» Work required
Your answer is to be the count alone: the number of lines in the data below where "verify" appears.

» Extracted entries

══════════

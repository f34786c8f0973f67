//! bpfuzz CLI entrypoint.

use clap::{Parser, Subcommand};
use tracing_subscriber::EnvFilter;

use std::path::PathBuf;
use std::process::ExitCode;

use bpfuzz::{
    Config, CorpusCommand, ExitStatus, FuzzDuration, FuzzOptions, ModelVerifier, Reporter, RunSummary, StrategyKind,
};

#[derive(Debug, Parser)]
#[command(name = "bpfuzz")]
#[command(about = "coverage-guided fuzzer for classic and extended BPF verifiers")]
struct Cli {
    /// Path to config file. Missing configs are treated as "defaults".
    #[arg(long, global = true, default_value = "bpfuzz.toml")]
    config: PathBuf,

    /// Working directory for execution.
    #[arg(long, global = true)]
    cwd: Option<PathBuf>,

    /// Log level, overridden by RUST_LOG.
    #[arg(long, global = true, default_value = "info")]
    log: String,

    /// Machine-readable output to stdout (JSON).
    #[arg(long, global = true)]
    json: bool,

    #[command(subcommand)]
    command: Command,
}

#[derive(Debug, Subcommand)]
enum Command {
    /// Generate, verify and execute programs until a budget runs out or a
    /// strategy reports a finding
    Fuzz {
        /// Strategy name (see `bpfuzz strategies`); defaults to the config.
        #[arg(long)]
        strategy: Option<StrategyKind>,

        #[arg(long)]
        seed: Option<u64>,

        #[arg(long)]
        runs: Option<u64>,

        #[arg(long)]
        time: Option<FuzzDuration>,

        /// Corpus directory; defaults to <base_dir>/corpora/default.
        #[arg(long)]
        corpus: Option<PathBuf>,

        /// Do not write kept traces back to the corpus.
        #[arg(long)]
        no_persist: bool,

        /// Also write the first finding's program artifact to this path.
        #[arg(long)]
        record: Option<PathBuf>,

        #[arg(long)]
        reporter: Option<Reporter>,

        #[command(flatten)]
        model: ModelArgs,
    },

    /// Encode a program JSON file to wire words
    Encode {
        program: PathBuf,

        /// Write the little-endian words to this .bin file.
        #[arg(long)]
        out: Option<PathBuf>,
    },

    /// Re-verify and re-execute an exported program artifact
    Replay {
        artifact: PathBuf,

        #[arg(long)]
        reporter: Option<Reporter>,

        #[command(flatten)]
        model: ModelArgs,
    },

    /// Inspect a persisted corpus
    Corpus {
        #[command(subcommand)]
        command: CorpusCommand,
    },

    /// List the available strategies
    Strategies,

    /// Print version and build info
    Version,
}

/// Knobs of the in-process model verifier.
#[derive(Debug, Clone, clap::Args)]
struct ModelArgs {
    /// Skip bounds checks on map value stores (plants a verifier bug).
    #[arg(long)]
    model_unchecked_stores: bool,

    /// Forget what `bpf_loop` callbacks write to the caller's stack (plants a verifier bug).
    #[arg(long)]
    model_stale_callback_stack: bool,

    /// Report this many executions as not triggered before running them.
    #[arg(long, default_value_t = 0)]
    model_failing_runs: u32,
}

impl ModelArgs {
    fn build(&self, config: &Config) -> ModelVerifier {
        let mut verifier = ModelVerifier::new()
            .with_coverage(config.coverage_enabled)
            .with_failing_runs(self.model_failing_runs);
        if self.model_unchecked_stores {
            verifier = verifier.with_unchecked_map_stores();
        }
        if self.model_stale_callback_stack {
            verifier = verifier.with_stale_callback_stack();
        }
        verifier
    }
}

fn main() -> ExitCode {
    let cli = Cli::parse_from(normalize_global_args(std::env::args()));

    if let Err(err) = init_tracing(&cli.log) {
        eprintln!("warning: failed to init tracing: {err:#}");
    }

    let cwd = cli
        .cwd
        .clone()
        .unwrap_or_else(|| std::env::current_dir().unwrap_or_else(|_| PathBuf::from(".")));
    if let Err(err) = std::env::set_current_dir(&cwd) {
        return print_error_and_exit(
            &cli,
            anyhow::anyhow!(err).context(format!("failed to set cwd to {}", cwd.display())),
        );
    }

    let config = Config::load_optional(&cli.config);

    match run_command(&cli, &config) {
        Ok(code) => code,
        Err(err) => print_error_and_exit(&cli, err),
    }
}

// Accept global flags after the subcommand as well as before it.
fn normalize_global_args(args: impl IntoIterator<Item = String>) -> Vec<String> {
    let all: Vec<String> = args.into_iter().collect();
    if all.is_empty() {
        return all;
    }

    let mut globals = Vec::new();
    let mut rest = Vec::new();

    let mut i = 1usize;
    while i < all.len() {
        let arg = &all[i];
        match arg.as_str() {
            "--json" => {
                globals.push(arg.clone());
                i += 1;
            }
            "--config" | "--cwd" | "--log" => {
                globals.push(arg.clone());
                if i + 1 < all.len() {
                    globals.push(all[i + 1].clone());
                    i += 2;
                } else {
                    i += 1;
                }
            }
            _ if arg.starts_with("--config=") || arg.starts_with("--cwd=") || arg.starts_with("--log=") => {
                globals.push(arg.clone());
                i += 1;
            }
            _ => {
                rest.push(arg.clone());
                i += 1;
            }
        }
    }

    let mut normalized = Vec::with_capacity(all.len());
    normalized.push(all[0].clone());
    normalized.extend(globals);
    normalized.extend(rest);
    normalized
}

fn init_tracing(level: &str) -> anyhow::Result<()> {
    let filter = EnvFilter::try_from_default_env().unwrap_or_else(|_| EnvFilter::new(level));
    tracing_subscriber::fmt()
        .with_env_filter(filter)
        .with_target(false)
        .with_writer(std::io::stderr)
        .try_init()
        .map_err(|err| anyhow::anyhow!("{err}"))
}

fn run_command(cli: &Cli, config: &Config) -> anyhow::Result<ExitCode> {
    match &cli.command {
        Command::Fuzz {
            strategy,
            seed,
            runs,
            time,
            corpus,
            no_persist,
            record,
            reporter,
            model,
        } => {
            let strategy = match strategy {
                Some(kind) => *kind,
                None => config.strategy.parse()?,
            };
            let mut executor = model.build(config);
            let opt = FuzzOptions {
                strategy,
                seed: *seed,
                runs: *runs,
                time: time.map(|d| d.0),
                corpus_dir: corpus.clone(),
                persist_corpus: !*no_persist,
                record_to: record.clone(),
            };
            let run = bpfuzz::fuzz(config, &mut executor, &opt)?;
            print_run_summary(cli, reporter.unwrap_or(config.reporter), &run.summary)?;
            Ok(exit_code_for_status(run.summary.status))
        }

        Command::Encode { program, out } => {
            let encoded = bpfuzz::encode_command(program, out.as_deref())?;
            if cli.json {
                print_json_or_text(cli, &encoded)?;
            } else {
                for word in &encoded.words {
                    println!("{word}");
                }
            }
            Ok(ExitCode::SUCCESS)
        }

        Command::Replay {
            artifact,
            reporter,
            model,
        } => {
            let mut executor = model.build(config);
            let result = bpfuzz::replay(config, &mut executor, artifact)?;
            print_run_summary(cli, reporter.unwrap_or(config.reporter), &result.summary)?;
            Ok(exit_code_for_status(result.summary.status))
        }

        Command::Corpus { command } => {
            let out = bpfuzz::corpus_command(config, command)?;
            print_json_or_text(cli, &out)?;
            Ok(ExitCode::SUCCESS)
        }

        Command::Strategies => {
            if cli.json {
                let list: Vec<_> = StrategyKind::ALL
                    .iter()
                    .map(|k| serde_json::json!({"name": k.name(), "dialect": k.dialect(), "description": k.description()}))
                    .collect();
                print_json_or_text(cli, &list)?;
            } else {
                for kind in StrategyKind::ALL {
                    println!("{:<24} {}", kind.name(), kind.description());
                }
            }
            Ok(ExitCode::SUCCESS)
        }

        Command::Version => {
            let info = bpfuzz::version_info();
            print_json_or_text(cli, &info)?;
            Ok(ExitCode::SUCCESS)
        }
    }
}

fn print_run_summary(cli: &Cli, reporter: Reporter, summary: &RunSummary) -> anyhow::Result<()> {
    if cli.json || reporter == Reporter::Json {
        println!("{}", serde_json::to_string(summary)?);
    } else {
        println!("{}", summary.pretty());
    }
    Ok(())
}

fn print_json_or_text<T: serde::Serialize>(cli: &Cli, value: &T) -> anyhow::Result<()> {
    if cli.json {
        println!("{}", serde_json::to_string(value)?);
    } else {
        println!("{}", serde_json::to_string_pretty(value)?);
    }
    Ok(())
}

fn print_error_and_exit(cli: &Cli, err: anyhow::Error) -> ExitCode {
    let msg = format!("{err:#}");
    if cli.json {
        let out = serde_json::json!({
            "status": "error",
            "code": "error",
            "message": msg,
        });
        println!("{out}");
    } else {
        eprintln!("{msg}");
    }
    ExitCode::from(2)
}

fn exit_code_for_status(status: ExitStatus) -> ExitCode {
    match status {
        ExitStatus::Pass => ExitCode::SUCCESS,
        ExitStatus::Fail => ExitCode::from(1),
        ExitStatus::Error => ExitCode::from(2),
    }
}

══════════

» Your response
2